# What you are asked to do
Restate each entry below word for word, without skipping any.

*****

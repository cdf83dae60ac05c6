use chrono::NaiveDate;
use tasklist::models::{CreateTask, Task, UpdateTask};
use tasklist::StoreError;

use super::setup;

#[tokio::test]
async fn test_create_and_get_task() {
    let (_, stores) = setup().await;

    let created = stores.tasks.create(CreateTask::new("buy milk")).await.unwrap();
    assert_eq!(created.title.as_deref(), Some("buy milk"));
    assert_eq!(created.due_date, None);
    assert!(!created.done);

    let fetched = stores.tasks.get(created.id).await.unwrap();
    assert_eq!(fetched, created);
}

#[tokio::test]
async fn test_create_task_without_title() {
    let (_, stores) = setup().await;

    let created = stores.tasks.create(CreateTask::default()).await.unwrap();
    assert_eq!(created.title, None);

    let fetched = stores.tasks.get(created.id).await.unwrap();
    assert_eq!(fetched.title, None);
}

#[tokio::test]
async fn test_create_task_with_due_date() {
    let (_, stores) = setup().await;
    let due = NaiveDate::from_ymd_opt(2025, 3, 14).unwrap();

    let created = stores
        .tasks
        .create(CreateTask::new("pick up laundry").with_due_date(due))
        .await
        .unwrap();

    assert_eq!(stores.tasks.get(created.id).await.unwrap().due_date, Some(due));
}

#[tokio::test]
async fn test_created_ids_are_unique_and_listed_in_order() {
    let (_, stores) = setup().await;

    let first = stores.tasks.create(CreateTask::new("first")).await.unwrap();
    let second = stores.tasks.create(CreateTask::new("second")).await.unwrap();
    let third = stores.tasks.create(CreateTask::new("third")).await.unwrap();
    assert!(first.id < second.id && second.id < third.id);

    let titles: Vec<_> = stores
        .tasks
        .list()
        .await
        .unwrap()
        .into_iter()
        .map(|t| t.title.unwrap())
        .collect();
    assert_eq!(titles, ["first", "second", "third"]);

    // Stable without mutation
    assert_eq!(stores.tasks.list().await.unwrap(), stores.tasks.list().await.unwrap());
}

#[tokio::test]
async fn test_create_rejects_long_title() {
    let (_, stores) = setup().await;
    let title = "x".repeat(1025);

    let err = stores.tasks.create(CreateTask::new(title)).await.unwrap_err();
    assert!(err.is_validation());
    assert!(stores.tasks.list().await.unwrap().is_empty());

    // Exactly at the limit is fine
    assert!(stores.tasks.create(CreateTask::new("x".repeat(1024))).await.is_ok());
}

#[tokio::test]
async fn test_get_missing_task() {
    let (_, stores) = setup().await;

    let err = stores.tasks.get(999).await.unwrap_err();
    assert!(matches!(err, StoreError::NotFound(999)));
}

#[tokio::test]
async fn test_update_changes_title_keeps_done_state() {
    let (_, stores) = setup().await;
    let done_task = stores.tasks.create(CreateTask::new("wash car")).await.unwrap();
    let open_task = stores.tasks.create(CreateTask::new("call mom")).await.unwrap();
    stores.completions.mark_done(done_task.id).await.unwrap();

    let updated = stores
        .tasks
        .update(done_task.id, UpdateTask::new("wash the car"))
        .await
        .unwrap();
    assert_eq!(updated.id, done_task.id);
    assert_eq!(updated.title.as_deref(), Some("wash the car"));
    assert!(updated.done);
    assert!(stores.completions.is_done(done_task.id).await.unwrap());

    let updated = stores
        .tasks
        .update(open_task.id, UpdateTask::new("call dad"))
        .await
        .unwrap();
    assert!(!updated.done);
    assert_eq!(stores.tasks.get(open_task.id).await.unwrap(), updated);
}

#[tokio::test]
async fn test_update_replaces_due_date() {
    let (_, stores) = setup().await;
    let due = NaiveDate::from_ymd_opt(2025, 1, 1).unwrap();
    let later = NaiveDate::from_ymd_opt(2025, 2, 1).unwrap();
    let task = stores
        .tasks
        .create(CreateTask::new("file taxes").with_due_date(due))
        .await
        .unwrap();

    let updated = stores
        .tasks
        .update(task.id, UpdateTask::new("file taxes").with_due_date(later))
        .await
        .unwrap();
    assert_eq!(updated.due_date, Some(later));

    let cleared = stores.tasks.update(task.id, UpdateTask::default()).await.unwrap();
    assert_eq!(cleared.title, None);
    assert_eq!(cleared.due_date, None);
}

#[tokio::test]
async fn test_update_missing_task() {
    let (_, stores) = setup().await;

    let err = stores.tasks.update(42, UpdateTask::new("nothing")).await.unwrap_err();
    assert!(err.is_not_found());
    assert!(stores.tasks.list().await.unwrap().is_empty());
}

#[tokio::test]
async fn test_update_rejects_long_title() {
    let (_, stores) = setup().await;
    let task = stores.tasks.create(CreateTask::new("short")).await.unwrap();

    let err = stores
        .tasks
        .update(task.id, UpdateTask::new("y".repeat(2000)))
        .await
        .unwrap_err();
    assert!(err.is_validation());
    assert_eq!(stores.tasks.get(task.id).await.unwrap().title.as_deref(), Some("short"));
}

#[tokio::test]
async fn test_delete_removes_task_and_completion() {
    let (_, stores) = setup().await;
    let task = stores.tasks.create(CreateTask::new("buy milk")).await.unwrap();
    stores.completions.mark_done(task.id).await.unwrap();

    stores.tasks.delete(task.id).await.unwrap();

    assert!(stores.tasks.get(task.id).await.unwrap_err().is_not_found());
    assert!(!stores.completions.is_done(task.id).await.unwrap());
    assert!(stores.completions.list_done().await.unwrap().is_empty());
}

#[tokio::test]
async fn test_delete_task_that_was_never_done() {
    let (_, stores) = setup().await;
    let task = stores.tasks.create(CreateTask::new("read a book")).await.unwrap();

    stores.tasks.delete(task.id).await.unwrap();

    assert!(stores.tasks.get(task.id).await.unwrap_err().is_not_found());
    assert!(!stores.completions.is_done(task.id).await.unwrap());
}

#[tokio::test]
async fn test_delete_missing_task() {
    let (_, stores) = setup().await;

    let err = stores.tasks.delete(7).await.unwrap_err();
    assert!(matches!(err, StoreError::NotFound(7)));
}

#[tokio::test]
async fn test_delete_leaves_other_tasks() {
    let (_, stores) = setup().await;
    let keep = stores.tasks.create(CreateTask::new("keep")).await.unwrap();
    let gone = stores.tasks.create(CreateTask::new("drop")).await.unwrap();
    stores.completions.mark_done(keep.id).await.unwrap();
    stores.completions.mark_done(gone.id).await.unwrap();

    stores.tasks.delete(gone.id).await.unwrap();

    let remaining = stores.tasks.list().await.unwrap();
    assert_eq!(remaining.len(), 1);
    assert_eq!(remaining[0].id, keep.id);
    assert!(remaining[0].done);
}

#[tokio::test]
async fn test_buy_milk_scenario() {
    let (_, stores) = setup().await;

    let task = stores.tasks.create(CreateTask::new("buy milk")).await.unwrap();
    assert_eq!(task.id, 1);

    let expected = Task {
        id: 1,
        title: Some("buy milk".to_string()),
        due_date: None,
        done: false,
    };
    assert_eq!(stores.tasks.list().await.unwrap(), vec![expected.clone()]);

    stores.completions.mark_done(1).await.unwrap();
    assert_eq!(
        stores.tasks.list().await.unwrap(),
        vec![Task {
            done: true,
            ..expected
        }]
    );

    stores.tasks.delete(1).await.unwrap();
    assert!(stores.tasks.list().await.unwrap().is_empty());
    assert!(!stores.completions.is_done(1).await.unwrap());
}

*****

# Output below
repository cdf83dae60ac05c6
use chrono::NaiveDate;
use tasklist::models::{CreateTask, Task, UpdateTask};
use tasklist::StoreError;

use super::setup;

#[tokio::test]
async fn test_create_and_get_task() {
    let (_, stores) = setup().await;

    let created = stores.tasks.create(CreateTask::new("buy milk")).await.unwrap();
    assert_eq!(created.title.as_deref(), Some("buy milk"));
    assert_eq!(created.due_date, None);
    assert!(!created.done);

    let fetched = stores.tasks.get(created.id).await.unwrap();
    assert_eq!(fetched, created);
}

#[tokio::test]
async fn test_create_task_without_title() {
    let (_, stores) = setup().await;

    let created = stores.tasks.create(CreateTask::default()).await.unwrap();
    assert_eq!(created.title, None);

    let fetched = stores.tasks.get(created.id).await.unwrap();
    assert_eq!(fetched.title, None);
}

#[tokio::test]
async fn test_create_task_with_due_date() {
    let (_, stores) = setup().await;
    let due = NaiveDate::from_ymd_opt(2025, 3, 14).unwrap();

    let created = stores
        .tasks
        .create(CreateTask::new("pick up laundry").with_due_date(due))
        .await
        .unwrap();

    assert_eq!(stores.tasks.get(created.id).await.unwrap().due_date, Some(due));
}

#[tokio::test]
async fn test_created_ids_are_unique_and_listed_in_order() {
    let (_, stores) = setup().await;

    let first = stores.tasks.create(CreateTask::new("first")).await.unwrap();
    let second = stores.tasks.create(CreateTask::new("second")).await.unwrap();
    let third = stores.tasks.create(CreateTask::new("third")).await.unwrap();
    assert!(first.id < second.id && second.id < third.id);

    let titles: Vec<_> = stores
        .tasks
        .list()
        .await
        .unwrap()
        .into_iter()
        .map(|t| t.title.unwrap())
        .collect();
    assert_eq!(titles, ["first", "second", "third"]);

    // Stable without mutation
    assert_eq!(stores.tasks.list().await.unwrap(), stores.tasks.list().await.unwrap());
}

#[tokio::test]
async fn test_create_rejects_long_title() {
    let (_, stores) = setup().await;
    let title = "x".repeat(1025);

    let err = stores.tasks.create(CreateTask::new(title)).await.unwrap_err();
    assert!(err.is_validation());
    assert!(stores.tasks.list().await.unwrap().is_empty());

    // Exactly at the limit is fine
    assert!(stores.tasks.create(CreateTask::new("x".repeat(1024))).await.is_ok());
}

#[tokio::test]
async fn test_get_missing_task() {
    let (_, stores) = setup().await;

    let err = stores.tasks.get(999).await.unwrap_err();
    assert!(matches!(err, StoreError::NotFound(999)));
}

#[tokio::test]
async fn test_update_changes_title_keeps_done_state() {
    let (_, stores) = setup().await;
    let done_task = stores.tasks.create(CreateTask::new("wash car")).await.unwrap();
    let open_task = stores.tasks.create(CreateTask::new("call mom")).await.unwrap();
    stores.completions.mark_done(done_task.id).await.unwrap();

    let updated = stores
        .tasks
        .update(done_task.id, UpdateTask::new("wash the car"))
        .await
        .unwrap();
    assert_eq!(updated.id, done_task.id);
    assert_eq!(updated.title.as_deref(), Some("wash the car"));
    assert!(updated.done);
    assert!(stores.completions.is_done(done_task.id).await.unwrap());

    let updated = stores
        .tasks
        .update(open_task.id, UpdateTask::new("call dad"))
        .await
        .unwrap();
    assert!(!updated.done);
    assert_eq!(stores.tasks.get(open_task.id).await.unwrap(), updated);
}

#[tokio::test]
async fn test_update_replaces_due_date() {
    let (_, stores) = setup().await;
    let due = NaiveDate::from_ymd_opt(2025, 1, 1).unwrap();
    let later = NaiveDate::from_ymd_opt(2025, 2, 1).unwrap();
    let task = stores
        .tasks
        .create(CreateTask::new("file taxes").with_due_date(due))
        .await
        .unwrap();

    let updated = stores
        .tasks
        .update(task.id, UpdateTask::new("file taxes").with_due_date(later))
        .await
        .unwrap();
    assert_eq!(updated.due_date, Some(later));

    let cleared = stores.tasks.update(task.id, UpdateTask::default()).await.unwrap();
    assert_eq!(cleared.title, None);
    assert_eq!(cleared.due_date, None);
}

#[tokio::test]
async fn test_update_missing_task() {
    let (_, stores) = setup().await;

    let err = stores.tasks.update(42, UpdateTask::new("nothing")).await.unwrap_err();
    assert!(err.is_not_found());
    assert!(stores.tasks.list().await.unwrap().is_empty());
}

#[tokio::test]
async fn test_update_rejects_long_title() {
    let (_, stores) = setup().await;
    let task = stores.tasks.create(CreateTask::new("short")).await.unwrap();

    let err = stores
        .tasks
        .update(task.id, UpdateTask::new("y".repeat(2000)))
        .await
        .unwrap_err();
    assert!(err.is_validation());
    assert_eq!(stores.tasks.get(task.id).await.unwrap().title.as_deref(), Some("short"));
}

#[tokio::test]
async fn test_delete_removes_task_and_completion() {
    let (_, stores) = setup().await;
    let task = stores.tasks.create(CreateTask::new("buy milk")).await.unwrap();
    stores.completions.mark_done(task.id).await.unwrap();

    stores.tasks.delete(task.id).await.unwrap();

    assert!(stores.tasks.get(task.id).await.unwrap_err().is_not_found());
    assert!(!stores.completions.is_done(task.id).await.unwrap());
    assert!(stores.completions.list_done().await.unwrap().is_empty());
}

#[tokio::test]
async fn test_delete_task_that_was_never_done() {
    let (_, stores) = setup().await;
    let task = stores.tasks.create(CreateTask::new("read a book")).await.unwrap();

    stores.tasks.delete(task.id).await.unwrap();

    assert!(stores.tasks.get(task.id).await.unwrap_err().is_not_found());
    assert!(!stores.completions.is_done(task.id).await.unwrap());
}

#[tokio::test]
async fn test_delete_missing_task() {
    let (_, stores) = setup().await;

    let err = stores.tasks.delete(7).await.unwrap_err();
    assert!(matches!(err, StoreError::NotFound(7)));
}

#[tokio::test]
async fn test_delete_leaves_other_tasks() {
    let (_, stores) = setup().await;
    let keep = stores.tasks.create(CreateTask::new("keep")).await.unwrap();
    let gone = stores.tasks.create(CreateTask::new("drop")).await.unwrap();
    stores.completions.mark_done(keep.id).await.unwrap();
    stores.completions.mark_done(gone.id).await.unwrap();

    stores.tasks.delete(gone.id).await.unwrap();

    let remaining = stores.tasks.list().await.unwrap();
    assert_eq!(remaining.len(), 1);
    assert_eq!(remaining[0].id, keep.id);
    assert!(remaining[0].done);
}

#[tokio::test]
async fn test_buy_milk_scenario() {
    let (_, stores) = setup().await;

    let task = stores.tasks.create(CreateTask::new("buy milk")).await.unwrap();
    assert_eq!(task.id, 1);

    let expected = Task {
        id: 1,
        title: Some("buy milk".to_string()),
        due_date: None,
        done: false,
    };
    assert_eq!(stores.tasks.list().await.unwrap(), vec![expected.clone()]);

    stores.completions.mark_done(1).await.unwrap();
    assert_eq!(
        stores.tasks.list().await.unwrap(),
        vec![Task {
            done: true,
            ..expected
        }]
    );

    stores.tasks.delete(1).await.unwrap();
    assert!(stores.tasks.list().await.unwrap().is_empty());
    assert!(!stores.completions.is_done(1).await.unwrap());
}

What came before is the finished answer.